Saved entries
★ ★ ★ ★
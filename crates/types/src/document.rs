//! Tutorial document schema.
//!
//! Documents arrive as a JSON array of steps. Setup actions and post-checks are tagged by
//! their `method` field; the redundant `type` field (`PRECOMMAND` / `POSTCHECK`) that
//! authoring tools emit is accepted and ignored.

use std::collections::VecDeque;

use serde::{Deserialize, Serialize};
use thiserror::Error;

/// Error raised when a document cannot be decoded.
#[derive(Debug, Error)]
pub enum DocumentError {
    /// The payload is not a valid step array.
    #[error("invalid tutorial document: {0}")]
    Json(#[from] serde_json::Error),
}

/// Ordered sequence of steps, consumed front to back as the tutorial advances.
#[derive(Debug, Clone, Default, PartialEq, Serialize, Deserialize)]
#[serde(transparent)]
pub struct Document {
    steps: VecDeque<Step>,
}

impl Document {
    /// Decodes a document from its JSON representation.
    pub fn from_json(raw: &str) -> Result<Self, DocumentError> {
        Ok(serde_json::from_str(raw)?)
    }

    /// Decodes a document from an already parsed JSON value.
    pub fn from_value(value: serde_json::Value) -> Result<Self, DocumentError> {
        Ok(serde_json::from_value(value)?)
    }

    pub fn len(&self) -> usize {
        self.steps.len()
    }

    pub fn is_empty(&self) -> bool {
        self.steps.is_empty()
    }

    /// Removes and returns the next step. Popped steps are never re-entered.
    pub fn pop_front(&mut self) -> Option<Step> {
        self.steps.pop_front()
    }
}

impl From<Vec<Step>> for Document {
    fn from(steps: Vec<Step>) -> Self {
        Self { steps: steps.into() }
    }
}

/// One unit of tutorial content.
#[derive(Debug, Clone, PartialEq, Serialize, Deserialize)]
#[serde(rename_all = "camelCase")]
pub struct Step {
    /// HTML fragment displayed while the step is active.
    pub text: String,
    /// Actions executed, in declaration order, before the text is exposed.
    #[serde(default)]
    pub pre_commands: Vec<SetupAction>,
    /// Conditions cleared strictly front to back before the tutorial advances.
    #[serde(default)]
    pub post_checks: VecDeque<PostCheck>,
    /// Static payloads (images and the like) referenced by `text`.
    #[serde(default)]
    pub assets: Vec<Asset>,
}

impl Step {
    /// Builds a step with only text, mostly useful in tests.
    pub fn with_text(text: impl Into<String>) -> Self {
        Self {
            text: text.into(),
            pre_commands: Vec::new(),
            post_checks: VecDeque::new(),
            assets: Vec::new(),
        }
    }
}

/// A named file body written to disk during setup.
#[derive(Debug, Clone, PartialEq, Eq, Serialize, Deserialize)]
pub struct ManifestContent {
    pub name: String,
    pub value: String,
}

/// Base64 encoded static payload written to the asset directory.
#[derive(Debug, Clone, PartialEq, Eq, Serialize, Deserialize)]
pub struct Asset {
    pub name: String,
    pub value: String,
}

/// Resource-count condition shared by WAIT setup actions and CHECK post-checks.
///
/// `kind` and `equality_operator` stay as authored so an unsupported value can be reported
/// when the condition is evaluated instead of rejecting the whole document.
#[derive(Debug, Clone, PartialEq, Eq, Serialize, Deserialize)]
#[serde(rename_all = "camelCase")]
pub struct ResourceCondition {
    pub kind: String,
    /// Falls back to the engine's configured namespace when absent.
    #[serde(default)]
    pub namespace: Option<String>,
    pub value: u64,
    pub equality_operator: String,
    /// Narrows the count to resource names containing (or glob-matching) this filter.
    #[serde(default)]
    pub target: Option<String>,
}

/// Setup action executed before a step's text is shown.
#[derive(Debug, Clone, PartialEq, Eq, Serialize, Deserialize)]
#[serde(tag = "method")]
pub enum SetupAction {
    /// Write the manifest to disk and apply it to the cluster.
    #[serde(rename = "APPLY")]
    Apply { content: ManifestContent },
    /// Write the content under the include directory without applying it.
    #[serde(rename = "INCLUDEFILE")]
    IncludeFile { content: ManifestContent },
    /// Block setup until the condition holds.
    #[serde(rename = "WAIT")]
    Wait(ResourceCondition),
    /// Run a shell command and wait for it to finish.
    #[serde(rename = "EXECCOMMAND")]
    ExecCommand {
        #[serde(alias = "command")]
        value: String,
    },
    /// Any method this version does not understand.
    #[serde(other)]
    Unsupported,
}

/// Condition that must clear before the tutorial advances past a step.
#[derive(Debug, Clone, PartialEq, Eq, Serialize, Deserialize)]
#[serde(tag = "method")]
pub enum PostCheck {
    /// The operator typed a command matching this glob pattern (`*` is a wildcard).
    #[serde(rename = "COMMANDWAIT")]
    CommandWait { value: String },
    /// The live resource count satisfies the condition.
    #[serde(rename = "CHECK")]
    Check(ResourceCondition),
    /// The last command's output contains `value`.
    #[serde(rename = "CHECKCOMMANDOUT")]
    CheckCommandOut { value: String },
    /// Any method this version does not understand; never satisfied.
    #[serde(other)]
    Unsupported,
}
★ ★ ★ ★
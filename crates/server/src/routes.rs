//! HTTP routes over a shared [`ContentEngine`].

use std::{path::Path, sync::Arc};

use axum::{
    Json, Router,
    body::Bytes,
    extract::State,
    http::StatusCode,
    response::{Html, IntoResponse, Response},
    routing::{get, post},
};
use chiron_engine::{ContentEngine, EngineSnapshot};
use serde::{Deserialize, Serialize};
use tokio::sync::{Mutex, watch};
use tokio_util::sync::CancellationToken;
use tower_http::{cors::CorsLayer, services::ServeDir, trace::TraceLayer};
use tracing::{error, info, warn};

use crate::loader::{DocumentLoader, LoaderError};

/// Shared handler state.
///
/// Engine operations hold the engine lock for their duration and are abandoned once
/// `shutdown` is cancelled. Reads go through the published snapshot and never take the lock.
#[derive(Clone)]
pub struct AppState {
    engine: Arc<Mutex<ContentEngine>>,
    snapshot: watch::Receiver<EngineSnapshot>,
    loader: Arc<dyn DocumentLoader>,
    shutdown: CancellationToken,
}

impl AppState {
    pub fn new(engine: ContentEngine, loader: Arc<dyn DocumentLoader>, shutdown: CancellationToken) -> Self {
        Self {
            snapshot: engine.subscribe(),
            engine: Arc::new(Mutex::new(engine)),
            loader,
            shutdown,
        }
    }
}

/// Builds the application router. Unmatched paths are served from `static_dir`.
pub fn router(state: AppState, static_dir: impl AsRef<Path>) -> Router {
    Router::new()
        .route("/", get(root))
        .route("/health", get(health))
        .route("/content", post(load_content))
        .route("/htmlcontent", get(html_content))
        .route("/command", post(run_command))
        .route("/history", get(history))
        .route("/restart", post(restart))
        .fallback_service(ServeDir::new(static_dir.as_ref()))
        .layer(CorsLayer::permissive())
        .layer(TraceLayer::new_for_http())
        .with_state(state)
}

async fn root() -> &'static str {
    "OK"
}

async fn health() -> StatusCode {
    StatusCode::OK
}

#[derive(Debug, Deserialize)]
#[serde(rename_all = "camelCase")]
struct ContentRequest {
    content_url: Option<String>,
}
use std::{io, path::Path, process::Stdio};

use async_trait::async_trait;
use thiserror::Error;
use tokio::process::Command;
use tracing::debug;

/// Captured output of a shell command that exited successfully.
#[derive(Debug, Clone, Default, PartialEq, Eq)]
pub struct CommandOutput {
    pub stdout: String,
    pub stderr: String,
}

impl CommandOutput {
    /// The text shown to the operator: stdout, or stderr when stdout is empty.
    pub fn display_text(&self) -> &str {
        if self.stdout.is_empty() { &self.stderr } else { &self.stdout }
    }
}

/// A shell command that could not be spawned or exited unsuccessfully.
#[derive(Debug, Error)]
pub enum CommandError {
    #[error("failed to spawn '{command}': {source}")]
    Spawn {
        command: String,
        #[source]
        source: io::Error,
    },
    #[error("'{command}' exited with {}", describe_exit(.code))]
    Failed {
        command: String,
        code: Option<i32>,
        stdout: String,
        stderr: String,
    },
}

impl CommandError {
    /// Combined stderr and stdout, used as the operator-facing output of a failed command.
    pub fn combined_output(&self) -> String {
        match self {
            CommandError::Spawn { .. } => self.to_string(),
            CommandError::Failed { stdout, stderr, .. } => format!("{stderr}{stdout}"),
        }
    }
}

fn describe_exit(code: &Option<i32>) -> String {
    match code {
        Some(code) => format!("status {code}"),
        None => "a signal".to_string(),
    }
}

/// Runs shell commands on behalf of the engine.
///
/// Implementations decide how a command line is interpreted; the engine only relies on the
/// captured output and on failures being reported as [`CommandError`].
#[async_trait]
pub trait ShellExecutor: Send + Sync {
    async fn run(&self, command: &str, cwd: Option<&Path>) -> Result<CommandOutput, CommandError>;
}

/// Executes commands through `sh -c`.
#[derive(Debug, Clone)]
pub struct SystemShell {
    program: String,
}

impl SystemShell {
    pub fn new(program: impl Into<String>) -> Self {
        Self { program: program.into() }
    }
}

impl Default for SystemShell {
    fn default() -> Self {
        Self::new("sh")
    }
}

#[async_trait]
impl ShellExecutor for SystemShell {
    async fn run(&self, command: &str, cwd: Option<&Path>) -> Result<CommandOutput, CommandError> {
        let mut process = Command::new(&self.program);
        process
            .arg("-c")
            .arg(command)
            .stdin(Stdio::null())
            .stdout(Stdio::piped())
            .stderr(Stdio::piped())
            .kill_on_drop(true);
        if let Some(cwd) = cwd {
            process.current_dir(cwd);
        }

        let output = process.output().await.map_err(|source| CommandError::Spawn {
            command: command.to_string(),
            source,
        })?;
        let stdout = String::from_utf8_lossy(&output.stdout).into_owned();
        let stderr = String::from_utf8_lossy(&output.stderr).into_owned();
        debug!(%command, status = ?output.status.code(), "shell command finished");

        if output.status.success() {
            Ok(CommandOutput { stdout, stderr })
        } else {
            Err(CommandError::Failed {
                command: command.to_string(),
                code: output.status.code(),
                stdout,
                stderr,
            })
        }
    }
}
★ ★ ★ ★
- [Aim of the exercise]: Among the records above, determine how many lines contain "glob", then report the number only.

- [Task answer]: 2